Necessitano progettualità che non si limiti ai piccoli o grandi eventi stagionali, uscire dal provincialismo operando con lungimiranza e recuperare il tempo perso, gli esempi non mancano
Sono state rese note, il 15 novembre, le dieci città finaliste per il titolo di “Capitale italiana della cultura” per il 2018: Alghero, Aquileia, Comacchio, Erice, Ercolano, Montebelluna, Palermo, Recanati, Settimo Torinese e Trento. La scelta è stata effettuata da una giuria di “esperti di chiara fama” nominata dal Ministero dei Beni Culturali, dopo aver esaminato bel ventuno candidature.

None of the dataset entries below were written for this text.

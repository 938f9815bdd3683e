//! Bracket tables and the providers that serve them
//!
//! The estimator never fetches brackets itself; it is handed a
//! [`TaxTableProvider`]. Two providers exist:
//! - [`TaxTables`], parsed from TOML (embedded default or an override file)
//! - [`crate::db::Database`], backed by the `tax_tables_*` SQLite tables
//!
//! ## Configuration Resolution
//!
//! Tables are loaded with a two-layer resolution:
//! 1. Check for override in data dir (~/.local/share/dayboard/config/tax_tables.toml)
//! 2. Fall back to embedded defaults (compiled into binary)

use std::collections::BTreeMap;
use std::fs;
use std::path::{Path, PathBuf};

use serde::Deserialize;
use tracing::debug;

use crate::error::{Error, Result};
use crate::models::Bracket;

/// Embedded default tables (compiled into binary)
const DEFAULT_TABLES: &str = include_str!("../../../config/tax_tables.toml");

/// Highest accepted marginal rate (100%)
const MAX_RATE_BPS: i64 = 10_000;

/// A validated, ascending bracket sequence covering `[0, ∞)`
///
/// An empty table is valid and means the jurisdiction levies no income tax.
#[derive(Debug, Clone, PartialEq, Eq, Default)]
pub struct BracketTable {
    brackets: Vec<Bracket>,
}

impl BracketTable {
    /// Sort and validate brackets
    pub fn new(mut brackets: Vec<Bracket>) -> Result<Self> {
        brackets.sort_by_key(|b| b.low_cents);

        let Some(first) = brackets.first() else {
            return Ok(Self { brackets });
        };
        if first.low_cents != 0 {
            return Err(Error::InvalidTable(format!(
                "first bracket must start at 0, starts at {}",
                first.low_cents
            )));
        }

        let last_index = brackets.len() - 1;
        for (i, bracket) in brackets.iter().enumerate() {
            if bracket.low_cents < 0 || bracket.high_cents < 0 {
                return Err(Error::InvalidTable(format!(
                    "negative bound in bracket {}",
                    i
                )));
            }
            if !(0..=MAX_RATE_BPS).contains(&bracket.rate_bps) {
                return Err(Error::InvalidTable(format!(
                    "rate {} bps out of range in bracket {}",
                    bracket.rate_bps, i
                )));
            }

            if i == last_index {
                if !bracket.is_unbounded() {
                    return Err(Error::InvalidTable(
                        "last bracket must be unbounded (high_cents = 0)".into(),
                    ));
                }
                continue;
            }

            if bracket.is_unbounded() {
                return Err(Error::InvalidTable(format!(
                    "unbounded bracket {} is not the last bracket",
                    i
                )));
            }
            if bracket.high_cents <= bracket.low_cents {
                return Err(Error::InvalidTable(format!(
                    "bracket {} has an empty range {}..{}",
                    i, bracket.low_cents, bracket.high_cents
                )));
            }

            let next = &brackets[i + 1];
            if next.low_cents != bracket.high_cents {
                return Err(Error::InvalidTable(format!(
                    "brackets {} and {} are not contiguous ({} vs {})",
                    i,
                    i + 1,
                    bracket.high_cents,
                    next.low_cents
                )));
            }
        }

        Ok(Self { brackets })
    }

    /// Table with a single unbounded bracket at a flat rate
    pub fn flat(rate_bps: i64) -> Result<Self> {
        Self::new(vec![Bracket::unbounded(0, rate_bps)])
    }

    pub fn brackets(&self) -> &[Bracket] {
        &self.brackets
    }

    pub fn is_empty(&self) -> bool {
        self.brackets.is_empty()
    }
}

/// Federal brackets plus the standard deduction for a tax year
#[derive(Debug, Clone, PartialEq, Eq)]
pub struct FederalTable {
    pub brackets: BracketTable,
    pub standard_deduction_single_cents: i64,
}

/// Source of bracket tables keyed by tax year and jurisdiction
pub trait TaxTableProvider {
    /// Federal table for a year, `None` if the year is unknown
    fn federal(&self, year: i32) -> Result<Option<FederalTable>>;

    /// State table for a year. `Some(empty)` is a known no-tax state,
    /// `None` means no data at all.
    fn state(&self, year: i32, state: &str) -> Result<Option<BracketTable>>;
}

impl<P: TaxTableProvider + ?Sized> TaxTableProvider for &P {
    fn federal(&self, year: i32) -> Result<Option<FederalTable>> {
        (**self).federal(year)
    }

    fn state(&self, year: i32, state: &str) -> Result<Option<BracketTable>> {
        (**self).state(year, state)
    }
}

/// Normalize a state code for lookups
pub(crate) fn state_key(state: &str) -> String {
    state.trim().to_uppercase()
}

/// In-memory bracket tables, usually parsed from TOML
#[derive(Debug, Clone, Default)]
pub struct TaxTables {
    federal: BTreeMap<i32, FederalTable>,
    states: BTreeMap<(i32, String), BracketTable>,
}

impl TaxTables {
    /// Empty tables (for building up programmatically)
    pub fn new() -> Self {
        Self::default()
    }

    /// Tables compiled into the binary
    pub fn embedded() -> Result<Self> {
        Self::from_toml_str(DEFAULT_TABLES)
    }

    /// Load tables (explicit path first, then the data-dir override, then defaults)
    pub fn load(override_path: Option<&Path>) -> Result<Self> {
        let content = if let Some(path) = override_path {
            fs::read_to_string(path).map_err(|e| {
                Error::Config(format!(
                    "Failed to read tax tables {}: {}",
                    path.display(),
                    e
                ))
            })?
        } else if let Some(default_path) = default_config_path().filter(|p| p.exists()) {
            debug!("Loading tax tables from {}", default_path.display());
            fs::read_to_string(&default_path)
                .map_err(|e| Error::Config(format!("Failed to read tax tables: {}", e)))?
        } else {
            DEFAULT_TABLES.to_string()
        };

        Self::from_toml_str(&content)
    }

    /// Parse tables from TOML content
    pub fn from_toml_str(content: &str) -> Result<Self> {
        let raw: RawTables = toml::from_str(content)
            .map_err(|e| Error::Config(format!("Invalid tax table TOML: {}", e)))?;

        let mut tables = Self::new();

        for federal in raw.federal {
            let brackets = BracketTable::new(federal.brackets).map_err(|e| {
                Error::Config(format!("federal {}: {}", federal.year, e))
            })?;
            if tables.federal.contains_key(&federal.year) {
                return Err(Error::Config(format!(
                    "duplicate federal table for {}",
                    federal.year
                )));
            }
            tables.insert_federal(
                federal.year,
                brackets,
                federal.standard_deduction_single_cents,
            );
        }

        for state in raw.state {
            let key = (state.year, state_key(&state.state));
            let brackets = BracketTable::new(state.brackets).map_err(|e| {
                Error::Config(format!("state {} {}: {}", key.1, key.0, e))
            })?;
            if tables.states.contains_key(&key) {
                return Err(Error::Config(format!(
                    "duplicate state table for {} {}",
                    key.1, key.0
                )));
            }
            tables.states.insert(key, brackets);
        }

        debug!(
            "Loaded tax tables: {} federal years, {} state tables",
            tables.federal.len(),
            tables.states.len()
        );
        Ok(tables)
    }

    pub fn insert_federal(
        &mut self,
        year: i32,
        brackets: BracketTable,
        standard_deduction_single_cents: i64,
    ) {
        self.federal.insert(
            year,
            FederalTable {
                brackets,
                standard_deduction_single_cents,
            },
        );
    }

    pub fn insert_state(&mut self, year: i32, state: &str, brackets: BracketTable) {
        self.states.insert((year, state_key(state)), brackets);
    }

    /// Years with a federal table, ascending
    pub fn years(&self) -> Vec<i32> {
        self.federal.keys().copied().collect()
    }

    /// Most recent year with a federal table
    pub fn latest_year(&self) -> Option<i32> {
        self.federal.keys().next_back().copied()
    }

    /// State codes with a table for the given year, ascending
    pub fn states(&self, year: i32) -> Vec<String> {
        self.states
            .keys()
            .filter(|(y, _)| *y == year)
            .map(|(_, s)| s.clone())
            .collect()
    }

    /// Every state table, for copying into another store
    pub fn state_tables(&self) -> impl Iterator<Item = (i32, &str, &BracketTable)> {
        self.states
            .iter()
            .map(|((year, state), table)| (*year, state.as_str(), table))
    }

    /// Every federal table, for copying into another store
    pub fn federal_tables(&self) -> impl Iterator<Item = (i32, &FederalTable)> {
        self.federal.iter().map(|(year, table)| (*year, table))
    }
}

impl TaxTableProvider for TaxTables {
    fn federal(&self, year: i32) -> Result<Option<FederalTable>> {
        Ok(self.federal.get(&year).cloned())
    }

    fn state(&self, year: i32, state: &str) -> Result<Option<BracketTable>> {
        Ok(self.states.get(&(year, state_key(state))).cloned())
    }
}

/// Default tax table override path
pub fn default_config_path() -> Option<PathBuf> {
    dirs::data_local_dir().map(|d| d.join("dayboard").join("config").join("tax_tables.toml"))
}

/// Raw table file structure for TOML parsing
#[derive(Debug, Deserialize)]
struct RawTables {
    #[serde(default)]
    federal: Vec<RawFederal>,
    #[serde(default)]
    state: Vec<RawState>,
}

#[derive(Debug, Deserialize)]
struct RawFederal {
    year: i32,
    standard_deduction_single_cents: i64,
    brackets: Vec<Bracket>,
}

#[derive(Debug, Deserialize)]
struct RawState {
    year: i32,
    state: String,
    brackets: Vec<Bracket>,
}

Su un articolo di “Nuove Frontiere news” pubblicato, sul numero di maggio-giugno, titolato – Casale “Capitale italiana della cultura”, proviamoci? – ci domandavamo se Casale poteva avere i requisiti per candidarsi al bando ministeriale. Rispondevamo sostanzialmente in modo affermativo, poiché la nostra storia, i beni culturali e storici, le colline, il Monferrato, persino l’Unesco, rappresentano valori di grande rilievo ed invidiabili da molte altre comunità.

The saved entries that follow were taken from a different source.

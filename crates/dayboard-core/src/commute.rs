//! Ride-share commute cost estimation
//!
//! Cost is `base + per_mile * miles + per_minute * minutes`, with the high
//! end scaled by a surge multiplier. Distances come from the caller; no maps
//! lookup happens here.

use serde::{Deserialize, Serialize};

use crate::error::{Error, Result};

const MILES_PER_METER: f64 = 0.000_621_371;

/// Fare parameters for one city
#[derive(Debug, Clone, Copy, PartialEq, Eq, Serialize, Deserialize)]
#[serde(rename_all = "camelCase")]
pub struct CommuteCostModel {
    pub base_cents: i64,
    pub per_mile_cents: i64,
    pub per_minute_cents: i64,
}

impl Default for CommuteCostModel {
    fn default() -> Self {
        Self {
            base_cents: 200,
            per_mile_cents: 150,
            per_minute_cents: 25,
        }
    }
}

#[derive(Debug, Clone, Copy, PartialEq, Serialize, Deserialize)]
#[serde(rename_all = "camelCase")]
pub struct CommuteEstimate {
    pub distance_miles: f64,
    pub duration_minutes: f64,
    pub est_cost_low_cents: i64,
    pub est_cost_high_cents: i64,
}

fn check_non_negative(name: &str, value: f64) -> Result<()> {
    if !value.is_finite() || value < 0.0 {
        return Err(Error::InvalidInput(format!(
            "{} must be a non-negative number, got {}",
            name, value
        )));
    }
    Ok(())
}

impl CommuteCostModel {
    /// Estimate a trip's cost range; both ends are truncated to whole cents
    pub fn estimate(&self, miles: f64, minutes: f64, surge: f64) -> Result<CommuteEstimate> {
        check_non_negative("distance", miles)?;
        check_non_negative("duration", minutes)?;
        check_non_negative("surge", surge)?;

        let low = self.base_cents as f64
            + self.per_mile_cents as f64 * miles
            + self.per_minute_cents as f64 * minutes;
        let high = low * surge;

        Ok(CommuteEstimate {
            distance_miles: miles,
            duration_minutes: minutes,
            est_cost_low_cents: low.trunc() as i64,
            est_cost_high_cents: high.trunc() as i64,
        })
    }

    /// Estimate from a routing result in meters and seconds
    pub fn estimate_route(&self, meters: u64, seconds: u64, surge: f64) -> Result<CommuteEstimate> {
        let miles = meters as f64 * MILES_PER_METER;
        let minutes = seconds as f64 / 60.0;
        self.estimate(miles, minutes, surge)
    }
}

#[cfg(test)]
mod tests {
    use super::*;

    #[test]
    fn test_estimate_arithmetic() {
        let model = CommuteCostModel::default();
        let est = model.estimate(5.0, 15.0, 1.5).unwrap();

        // 200 + 150*5 + 25*15 = 1325
        assert_eq!(est.est_cost_low_cents, 1325);
        assert_eq!(est.est_cost_high_cents, 1987);
        assert_eq!(est.distance_miles, 5.0);
        assert_eq!(est.duration_minutes, 15.0);
    }

    #[test]
    fn test_estimate_truncates() {
        let model = CommuteCostModel::default();
        // 200 + 150*0.333 + 25*0 = 249.95
        let est = model.estimate(0.333, 0.0, 1.0).unwrap();
        assert_eq!(est.est_cost_low_cents, 249);
        assert_eq!(est.est_cost_high_cents, 249);
    }

    #[test]
    fn test_zero_trip_costs_base_fare() {
        let est = CommuteCostModel::default().estimate(0.0, 0.0, 1.0).unwrap();
        assert_eq!(est.est_cost_low_cents, 200);
    }

    #[test]
    fn test_rejects_invalid_inputs() {
        let model = CommuteCostModel::default();
        assert!(model.estimate(-1.0, 10.0, 1.0).is_err());
        assert!(model.estimate(1.0, f64::NAN, 1.0).is_err());
        assert!(model.estimate(1.0, 10.0, f64::INFINITY).is_err());
        assert!(model.estimate(1.0, 10.0, -0.5).is_err());
    }

    #[test]
    fn test_estimate_route_converts_units() {
        let model = CommuteCostModel {
            base_cents: 0,
            per_mile_cents: 100,
            per_minute_cents: 10,
        };
        // 1609 m is just under a mile; 600 s is 10 minutes
        let est = model.estimate_route(1609, 600, 1.0).unwrap();
        assert!((est.distance_miles - 0.99978).abs() < 1e-4);
        assert_eq!(est.duration_minutes, 10.0);
        assert_eq!(est.est_cost_low_cents, 199);
    }
}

Le nostre riserve erano di natura politica, sulla scarsa capacità propositiva volta alla progettazione futura. In buona sostanza eccesso di provincialismo. Ci domandiamo come mai l’attivo assessore Carmi non pianifichi progetti come quello citato. Vanno bene i numerosi eventi, alcuni ottimi alcuni inutili, ma a nostro parere non risultano coordinati con fine strategico proiettato in ottica futura.

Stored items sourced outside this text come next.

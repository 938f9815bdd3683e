//! Tax, state comparison and housing comparison commands

use std::path::Path;

use anyhow::{bail, Context, Result};
use dayboard_core::housing::load_markets;
use dayboard_core::models::{FilingStatus, PayFrequency, TaxProfile, TaxResult};
use dayboard_core::store::Repository;
use dayboard_core::tax::{
    bracket_segments, paychecks_in_term, taxable_income, BracketSegment, TaxEstimator,
    TaxEstimatorConfig,
};
use dayboard_core::tax_tables::TaxTableProvider;
use tracing::debug;

use super::{format_bps, format_cents, parse_dollars_arg, truncate, Backend};
use crate::cli::PayArgs;

/// Estimator input resolved from arguments, falling back to the stored profile
#[derive(Debug)]
pub struct ResolvedPay {
    pub profile: TaxProfile,
    pub year: i32,
}

pub fn resolve_pay(backend: &Backend, pay: &PayArgs, state: Option<&str>) -> Result<ResolvedPay> {
    let stored = backend.repo().get_profile()?;

    let annual_income_cents = match &pay.income {
        Some(income) => parse_dollars_arg("income", income)?,
        None => match stored.as_ref().and_then(|p| p.annual_income_cents()) {
            Some(income) => income,
            None => bail!(
                "No income given. Pass --income or set your pay with: dayboard profile set --hourly 25 --hours-per-week 40"
            ),
        },
    };

    let filing_status: FilingStatus = pay.filing_status.parse()?;

    let pay_frequency = match &pay.pay_freq {
        Some(freq) => freq.parse::<PayFrequency>().unwrap_or_default(),
        None => stored
            .as_ref()
            .map(|p| p.pay_freq)
            .unwrap_or(PayFrequency::Biweekly),
    };

    let state = state
        .map(str::to_string)
        .or_else(|| stored.as_ref().map(|p| p.state.clone()))
        .unwrap_or_default()
        .trim()
        .to_uppercase();

    let year = match pay.year {
        Some(year) => year,
        None => backend
            .latest_tax_year()?
            .context("No tax tables loaded. Run: dayboard init")?,
    };

    Ok(ResolvedPay {
        profile: TaxProfile {
            annual_income_cents,
            state,
            filing_status,
            pay_frequency,
            term_weeks: pay.term_weeks,
        },
        year,
    })
}

fn estimator_config(pay: &PayArgs) -> TaxEstimatorConfig {
    TaxEstimatorConfig {
        strict_jurisdictions: pay.strict,
    }
}

pub fn estimate(backend: &Backend, resolved: &ResolvedPay, pay: &PayArgs) -> Result<TaxResult> {
    let estimator = TaxEstimator::with_config(backend.tax_tables(), estimator_config(pay));
    Ok(estimator.estimate(&resolved.profile, resolved.year)?)
}

fn print_segments(label: &str, segments: &[BracketSegment]) {
    println!("   {}", label);
    if segments.is_empty() {
        println!("     (no tax)");
    }
    for seg in segments {
        let upper = if seg.high_cents == 0 {
            "and up".to_string()
        } else {
            format!("to {}", format_cents(seg.high_cents))
        };
        println!(
            "     {:>12} {:<16} @ {:>7} on {:>12} = {:>11}",
            format_cents(seg.low_cents),
            upper,
            format_bps(seg.rate_bps),
            format_cents(seg.amount_cents),
            format_cents(seg.tax_cents)
        );
    }
}

fn print_breakdown(backend: &Backend, resolved: &ResolvedPay) -> Result<()> {
    let provider = backend.tax_tables();
    let Some(federal) = provider.federal(resolved.year)? else {
        return Ok(());
    };
    let taxable = taxable_income(
        resolved.profile.annual_income_cents,
        federal.standard_deduction_single_cents,
    );

    println!();
    println!(
        "   Standard deduction: {}  │  Taxable income: {}",
        format_cents(federal.standard_deduction_single_cents),
        format_cents(taxable)
    );
    print_segments(
        "Federal brackets:",
        &bracket_segments(federal.brackets.brackets(), taxable),
    );

    if !resolved.profile.state.is_empty() {
        if let Some(state) = provider.state(resolved.year, &resolved.profile.state)? {
            print_segments(
                &format!("{} brackets:", resolved.profile.state),
                &bracket_segments(state.brackets(), taxable),
            );
        }
    }
    Ok(())
}

pub fn cmd_tax(
    backend: &Backend,
    pay: &PayArgs,
    state: Option<&str>,
    breakdown: bool,
    json: bool,
) -> Result<()> {
    let resolved = resolve_pay(backend, pay, state)?;
    let result = estimate(backend, &resolved, pay)?;

    if json {
        println!("{}", serde_json::to_string_pretty(&result)?);
        return Ok(());
    }

    let profile = &resolved.profile;
    let checks = paychecks_in_term(profile.pay_frequency, profile.term_weeks);
    let state_label = if profile.state.is_empty() {
        "no state".to_string()
    } else {
        profile.state.clone()
    };

    println!();
    println!(
        "💵 Tax Estimate ({}, {}, {})",
        resolved.year, state_label, profile.filing_status
    );
    println!("   ─────────────────────────────");
    println!("   Gross income:      {:>12}", format_cents(profile.annual_income_cents));
    println!("   Federal tax:       {:>12}", format_cents(result.federal_cents));
    println!("   State tax:         {:>12}", format_cents(result.state_cents));
    println!("   FICA:              {:>12}", format_cents(result.fica_cents));
    println!("   Net (annual):      {:>12}", format_cents(result.term_net_cents));
    println!(
        "   Per paycheck:      {:>12}  ({} {} checks over {} weeks)",
        format_cents(result.per_paycheck_net_cents),
        checks,
        profile.pay_frequency,
        profile.term_weeks
    );

    if breakdown {
        print_breakdown(backend, &resolved)?;
    }

    Ok(())
}

pub fn cmd_compare_states(
    backend: &Backend,
    pay: &PayArgs,
    states: &[String],
    json: bool,
) -> Result<()> {
    let resolved = resolve_pay(backend, pay, None)?;

    let states: Vec<String> = if states.is_empty() {
        backend.known_states(resolved.year)?
    } else {
        states.to_vec()
    };
    if states.is_empty() {
        bail!("No state tables for {}. Pass states explicitly.", resolved.year);
    }
    let state_refs: Vec<&str> = states.iter().map(String::as_str).collect();

    let estimator = TaxEstimator::with_config(backend.tax_tables(), estimator_config(pay));
    let comparisons = estimator.compare_states(&resolved.profile, resolved.year, &state_refs)?;

    if json {
        println!("{}", serde_json::to_string_pretty(&comparisons)?);
        return Ok(());
    }

    println!();
    println!(
        "🗺️  State Comparison ({}, gross {})",
        resolved.year,
        format_cents(resolved.profile.annual_income_cents)
    );
    println!("   ─────────────────────────────────────────────────────");
    println!(
        "   {:<6} {:>12} {:>8} {:>14} {:>12}",
        "State", "State tax", "Rate", "Net (annual)", "Paycheck"
    );
    for c in &comparisons {
        println!(
            "   {:<6} {:>12} {:>8} {:>14} {:>12}",
            c.state,
            format_cents(c.state_cents),
            format_bps(c.effective_rate_bps),
            format_cents(c.net_annual_cents),
            format_cents(c.per_paycheck_net_cents)
        );
    }

    Ok(())
}

pub fn cmd_compare_housing(
    backend: &Backend,
    pay: &PayArgs,
    housing: Option<&Path>,
    json: bool,
) -> Result<()> {
    let resolved = resolve_pay(backend, pay, None)?;
    let markets = load_markets(housing).context("Failed to load housing markets")?;

    let known = backend.known_states(resolved.year)?;
    let (markets, skipped): (Vec<_>, Vec<_>) = markets
        .into_iter()
        .partition(|m| known.contains(&m.state));
    for market in &skipped {
        debug!(
            "Skipping {}, {}: no {} tax table",
            market.city, market.state, resolved.year
        );
    }
    if markets.is_empty() {
        bail!(
            "No housing market has a {} state tax table. Try another --year.",
            resolved.year
        );
    }

    let estimator = TaxEstimator::with_config(backend.tax_tables(), estimator_config(pay));
    let comparisons = estimator.compare_housing(&resolved.profile, resolved.year, &markets)?;

    if json {
        println!("{}", serde_json::to_string_pretty(&comparisons)?);
        return Ok(());
    }

    println!();
    println!(
        "🏠 Housing Comparison ({}, gross {})",
        resolved.year,
        format_cents(resolved.profile.annual_income_cents)
    );
    println!("   ─────────────────────────────────────────────────────────────");
    println!(
        "   {:<20} {:>10} {:>14} {:>16}",
        "City", "Rent/mo", "Net (annual)", "After rent"
    );
    for c in &comparisons {
        println!(
            "   {:<20} {:>10} {:>14} {:>16}",
            truncate(&format!("{}, {}", c.city, c.state), 20),
            format_cents(c.avg_rent_cents),
            format_cents(c.net_annual_cents),
            format_cents(c.net_after_rent_cents)
        );
    }
    if !skipped.is_empty() {
        let names: Vec<&str> = skipped.iter().map(|m| m.city.as_str()).collect();
        println!();
        println!("   No {} tax table for: {}", resolved.year, names.join(", "));
    }

    Ok(())
}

Vittorio Sgarbi in un suo recente articolo, successivo alla comunicazione delle dieci finaliste, titolato – Lotta senza senso per diventare “Capitale della Cultura” – stigmatizza bandi con queste caratteristiche, criticando il Ministero e le incompressibili scelte della giuria dallo stesso nominata, ritenendo che città, località con background storico culturale non abbiano necessità di competere tra di loro per primeggiare al fine di ottenere il titolo di Capitale della Cultura. Devono loro stesse promuovere le loro ricchezze artistiche e culturali e non essere umiliate dalla competizione. Possiamo in parte trovarci d’accordo con il critico d’arte, pero non possiamo dimenticare che le città che negli anni scorsi hanno partecipato al bando e che sono state escluse, hanno in ogni caso beneficiato di un’importante visibilità. La sola preparazione alla candidatura ha generato un arricchimento organizzativo e culturale da potersi beneficiare nel futuro.
Per questo invitiamo l’assessore Carmi a considerare simili progettualità per poter competere con città verso le quali nulla abbiamo da invidiare. Casale non è stata la Capitale del Monferrato! Solo questa caratteristica storica potrebbe rappresentare un brand da sfruttare con forza e dinamismo senza esitazioni.
Onestamente, con tutto il rispetto e la simpatia, ma non siamo in grado di competere con Settimo Torinese?